(Collected data entries)
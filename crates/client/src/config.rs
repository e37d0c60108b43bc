//! Client configuration structures and loaders.
use std::env;
use std::path::PathBuf;

/// Configuration read from the process environment (and `.env`).
#[derive(Clone, Debug, PartialEq, Eq)]
pub struct ClientConfig {
    /// Biome to fight in; the menu is skipped when set.
    pub biome: Option<String>,
    /// Seed for the enemy AI. Unset means a fresh seed every run.
    pub ai_seed: Option<u64>,
    /// Directory holding `config.toml`, `spells.ron`, `party.ron` and `rosters.ron`.
    pub content_dir: Option<PathBuf>,
    /// Shell-free command line of an external enemy generator.
    pub enemy_command: Option<String>,
    pub session_id: Option<String>,
    /// Log lines shown after each action.
    pub log_tail: usize,
    pub max_ticks: u64,
}

impl ClientConfig {
    pub const DEFAULT_LOG_TAIL: usize = 5;
    pub const DEFAULT_MAX_TICKS: u64 = 10_000;

    /// Construct configuration from process environment variables.
    ///
    /// Environment variables:
    /// - `ATB_BIOME` - Biome name (default: ask)
    /// - `ATB_AI_SEED` - Enemy AI seed (default: random)
    /// - `ATB_CONTENT_DIR` - Content data directory (default: built-in content)
    /// - `ATB_ENEMY_COMMAND` - Enemy generator command; prompt on stdin, JSON on stdout
    /// - `ATB_SESSION_ID` - Log session name (default: timestamp)
    /// - `ATB_LOG_TAIL` - Log lines shown per action (default: 5)
    /// - `ATB_MAX_TICKS` - Tick limit for one battle (default: 10000)
    pub fn from_env() -> Self {
        Self::from_lookup(|key| env::var(key).ok())
    }

    pub fn from_lookup(lookup: impl Fn(&str) -> Option<String>) -> Self {
        let mut config = Self::default();
        config.biome = read_text(&lookup, "ATB_BIOME");
        config.ai_seed = read_env(&lookup, "ATB_AI_SEED");
        config.content_dir = read_text(&lookup, "ATB_CONTENT_DIR").map(PathBuf::from);
        config.enemy_command = read_text(&lookup, "ATB_ENEMY_COMMAND");
        config.session_id = read_text(&lookup, "ATB_SESSION_ID");
        if let Some(tail) = read_env::<usize>(&lookup, "ATB_LOG_TAIL") {
            config.log_tail = tail;
        }
        if let Some(limit) = read_env::<u64>(&lookup, "ATB_MAX_TICKS") {
            config.max_ticks = limit.max(1);
        }
        config
    }
}

fn read_text(lookup: &impl Fn(&str) -> Option<String>, key: &str) -> Option<String> {
    lookup(key)
        .map(|value| value.trim().to_owned())
        .filter(|value| !value.is_empty())
}

fn read_env<T>(lookup: &impl Fn(&str) -> Option<String>, key: &str) -> Option<T>
where
    T: std::str::FromStr,
{
    read_text(lookup, key)?.parse().ok()
}

impl Default for ClientConfig {
    fn default() -> Self {
        Self {
            biome: None,
            ai_seed: None,
            content_dir: None,
            enemy_command: None,
            session_id: None,
            log_tail: Self::DEFAULT_LOG_TAIL,
            max_ticks: Self::DEFAULT_MAX_TICKS,
        }
    }
}
//! Provider implementations for enemy behavior and enemy content.

pub mod ai;
pub mod enemy;

pub use ai::AiActionProvider;
pub use enemy::ResilientEnemySource;
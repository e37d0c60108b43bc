//! Runtime orchestration for ATB battles.
//!
//! This crate wires battle-core's engine to the outside world: action
//! providers choose what each combatant does, observers receive read-only
//! snapshots, and the controller runs the tick loop until one side falls.
//!
//! Modules are organized by responsibility:
//! - [`api`] exposes the traits and errors clients implement or handle
//! - [`controller`] hosts the battle loop and its builder
//! - [`providers`] holds the enemy AI and the fallback-aware enemy source
pub mod api;
pub mod controller;
pub mod providers;

pub use api::{
    ActionProvider, BattleObserver, NullObserver, ProviderError, Result, RuntimeError,
    ScriptedActionProvider, WaitActionProvider,
};
pub use controller::{BattleController, BattleControllerBuilder, ControllerConfig};
pub use providers::{AiActionProvider, ResilientEnemySource};
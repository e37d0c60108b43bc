//! Read-only facts consulted while resolving a battle.
//!
//! Unlike [`crate::state::BattleState`], nothing here changes during a battle:
//! the spell catalog and the rule configuration are shared by reference across
//! any number of battles.
pub mod spells;

pub use spells::{Element, Spell, SpellCatalog};

use crate::config::BattleConfig;

/// Bundle of immutable references handed to the engine.
#[derive(Clone, Copy, Debug)]
pub struct BattleEnv<'a> {
    pub spells: &'a SpellCatalog,
    pub config: &'a BattleConfig,
}

impl<'a> BattleEnv<'a> {
    pub fn new(spells: &'a SpellCatalog, config: &'a BattleConfig) -> Self {
        Self { spells, config }
    }
}
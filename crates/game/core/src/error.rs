//! Common error infrastructure for battle-core.
//!
//! This module provides the shared severity classification used by every error
//! type in the crate, plus [`ConfigurationError`] for malformed static data.
//! Action errors live next to the actions they validate in [`crate::action`].
//!
//! # Design Principles
//!
//! - **Type Safety**: Each concern has its own error enum with specific variants
//! - **Severity Classification**: Errors are categorized for recovery strategies
//! - **Local Recovery**: Action rejections never end a battle; only bad static data is fatal

use crate::state::{Outcome, Side};

/// Severity level of an error, used for categorization and recovery strategies.
#[derive(Clone, Copy, Debug, PartialEq, Eq, Hash)]
#[cfg_attr(feature = "serde", derive(serde::Serialize, serde::Deserialize))]
pub enum ErrorSeverity {
    /// Recoverable error - re-prompt for a different choice.
    ///
    /// Examples: not enough MP, target already defeated
    Recoverable,

    /// Validation error - the request itself is malformed.
    ///
    /// Examples: unknown spell name, spell not in the caster's repertoire
    Validation,

    /// Internal error - the caller broke the turn protocol.
    ///
    /// Examples: acting before the gauge is full, acting after the battle ended
    Internal,

    /// Fatal error - the battle cannot start or continue.
    ///
    /// Examples: malformed spell catalog, combatant with zero speed
    Fatal,
}

impl ErrorSeverity {
    /// Returns a human-readable description of this severity level.
    pub const fn as_str(&self) -> &'static str {
        match self {
            Self::Recoverable => "recoverable",
            Self::Validation => "validation",
            Self::Internal => "internal",
            Self::Fatal => "fatal",
        }
    }

    /// Returns true if the battle loop may re-prompt after this error.
    pub const fn is_recoverable(&self) -> bool {
        matches!(self, Self::Recoverable | Self::Validation)
    }

    /// Returns true if this error indicates a bug in the caller.
    pub const fn is_internal(&self) -> bool {
        matches!(self, Self::Internal | Self::Fatal)
    }
}

/// Common trait for all battle-core errors.
///
/// # Implementation Guidelines
///
/// - Use `#[derive(thiserror::Error)]` for Display/Error impl
/// - Classify severity based on recoverability, not impact
pub trait GameError: core::fmt::Display + core::fmt::Debug {
    /// Returns the severity level of this error.
    fn severity(&self) -> ErrorSeverity;

    /// Returns a static string identifier for this error variant.
    ///
    /// Useful for log fields and test assertions.
    fn error_code(&self) -> &'static str {
        core::any::type_name::<Self>()
    }
}

/// Malformed static data detected while building a battle or loading content.
#[derive(Clone, Debug, PartialEq, Eq, thiserror::Error)]
pub enum ConfigurationError {
    #[error("invalid battle config: {field} must be greater than zero")]
    ZeroConfigValue { field: &'static str },

    #[error("{side} party is empty")]
    EmptyParty { side: Side },

    #[error("combatant has an empty name")]
    EmptyCombatantName,

    #[error("combatant '{name}' must have a positive {stat}")]
    ZeroStat { name: String, stat: &'static str },

    #[error("combatant '{name}' has {stat} above its maximum")]
    ResourceAboveMax { name: String, stat: &'static str },

    #[error("combatant '{name}' has a gauge above {gauge_max}")]
    GaugeAboveMax { name: String, gauge_max: u32 },

    #[error("battle log holds {len} entries but its capacity is {capacity}")]
    LogOverCapacity { len: usize, capacity: usize },

    #[error("battle outcome is recorded as {stored} but party health says {actual}")]
    InconsistentOutcome { stored: Outcome, actual: Outcome },

    #[error("combatant '{name}' knows unknown spell '{spell}'")]
    UnknownSpell { name: String, spell: String },

    #[error("spell has an empty name")]
    EmptySpellName,

    #[error("duplicate spell '{0}'")]
    DuplicateSpell(String),

    #[error("healing spell '{0}' has zero power")]
    InertHealingSpell(String),
}

impl GameError for ConfigurationError {
    fn severity(&self) -> ErrorSeverity {
        ErrorSeverity::Fatal
    }

    fn error_code(&self) -> &'static str {
        match self {
            Self::ZeroConfigValue { .. } => "CONFIG_ZERO_VALUE",
            Self::EmptyParty { .. } => "CONFIG_EMPTY_PARTY",
            Self::EmptyCombatantName => "CONFIG_EMPTY_COMBATANT_NAME",
            Self::ZeroStat { .. } => "CONFIG_ZERO_STAT",
            Self::ResourceAboveMax { .. } => "CONFIG_RESOURCE_ABOVE_MAX",
            Self::GaugeAboveMax { .. } => "CONFIG_GAUGE_ABOVE_MAX",
            Self::LogOverCapacity { .. } => "CONFIG_LOG_OVER_CAPACITY",
            Self::InconsistentOutcome { .. } => "CONFIG_INCONSISTENT_OUTCOME",
            Self::UnknownSpell { .. } => "CONFIG_UNKNOWN_SPELL",
            Self::EmptySpellName => "CONFIG_EMPTY_SPELL_NAME",
            Self::DuplicateSpell(_) => "CONFIG_DUPLICATE_SPELL",
            Self::InertHealingSpell(_) => "CONFIG_INERT_HEALING_SPELL",
        }
    }
}
//! Built-in biomes and the static enemy table used when generation fails.

use battle_core::Element;

use crate::provider::{ContentError, EnemyProvider};
use crate::template::CombatantTemplate;

/// Biomes offered by the client menu, in display order.
pub const BIOMES: [&str; 5] = [
    "Magitek Factory",
    "Floating Continent",
    "World of Ruin",
    "Vector Imperial Base",
    "Phantom Forest",
];

/// Deterministic enemy table. Never fails: unknown biomes get a Wild Beast.
#[derive(Clone, Copy, Debug, Default)]
pub struct FallbackTable;

impl FallbackTable {
    /// The single fallback enemy for a biome.
    pub fn template(biome: &str) -> CombatantTemplate {
        let (name, description, hp, mp, strength, magic, speed, weakness) =
            match biome.trim().to_ascii_lowercase().as_str() {
                "magitek factory" => (
                    "Magitek Armor",
                    "A mechanical soldier powered by magical energy, its metal frame glows with an eerie blue light.",
                    80,
                    20,
                    15,
                    12,
                    8,
                    Element::Thunder,
                ),
                "floating continent" => (
                    "Sky Serpent",
                    "A winged serpent that rides the wind currents high above the clouds.",
                    70,
                    30,
                    12,
                    16,
                    10,
                    Element::Ice,
                ),
                "world of ruin" => (
                    "Doom Gaze",
                    "A spectral entity that feeds on despair, its form constantly shifting and flickering.",
                    90,
                    35,
                    18,
                    14,
                    7,
                    Element::Fire,
                ),
                _ => (
                    "Wild Beast",
                    "A mysterious creature that lurks in the shadows.",
                    60,
                    15,
                    14,
                    10,
                    9,
                    Element::Fire,
                ),
            };

        CombatantTemplate {
            name: name.to_owned(),
            description: description.to_owned(),
            hp,
            mp,
            strength,
            magic,
            speed,
            weakness: Some(weakness),
            spells: Vec::new(),
        }
    }
}

impl EnemyProvider for FallbackTable {
    fn roster(&self, biome: &str) -> Result<Vec<CombatantTemplate>, ContentError> {
        Ok(vec![Self::template(biome)])
    }
}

WHAT THE EXERCISE ASKS -> Output only the lines from the top of the entries through the one holding "pub const DEFAULT_LOG_TAIL: usize = 5;", copied exactly.

WRITTEN SOLUTION ->
filename crates/client/src/config.rs
repository e37d0c60108b43bc
//! Client configuration structures and loaders.
use std::env;
use std::path::PathBuf;

/// Configuration read from the process environment (and `.env`).
#[derive(Clone, Debug, PartialEq, Eq)]
pub struct ClientConfig {
    /// Biome to fight in; the menu is skipped when set.
    pub biome: Option<String>,
    /// Seed for the enemy AI. Unset means a fresh seed every run.
    pub ai_seed: Option<u64>,
    /// Directory holding `config.toml`, `spells.ron`, `party.ron` and `rosters.ron`.
    pub content_dir: Option<PathBuf>,
    /// Shell-free command line of an external enemy generator.
    pub enemy_command: Option<String>,
    pub session_id: Option<String>,
    /// Log lines shown after each action.
    pub log_tail: usize,
    pub max_ticks: u64,
}

impl ClientConfig {
    pub const DEFAULT_LOG_TAIL: usize = 5;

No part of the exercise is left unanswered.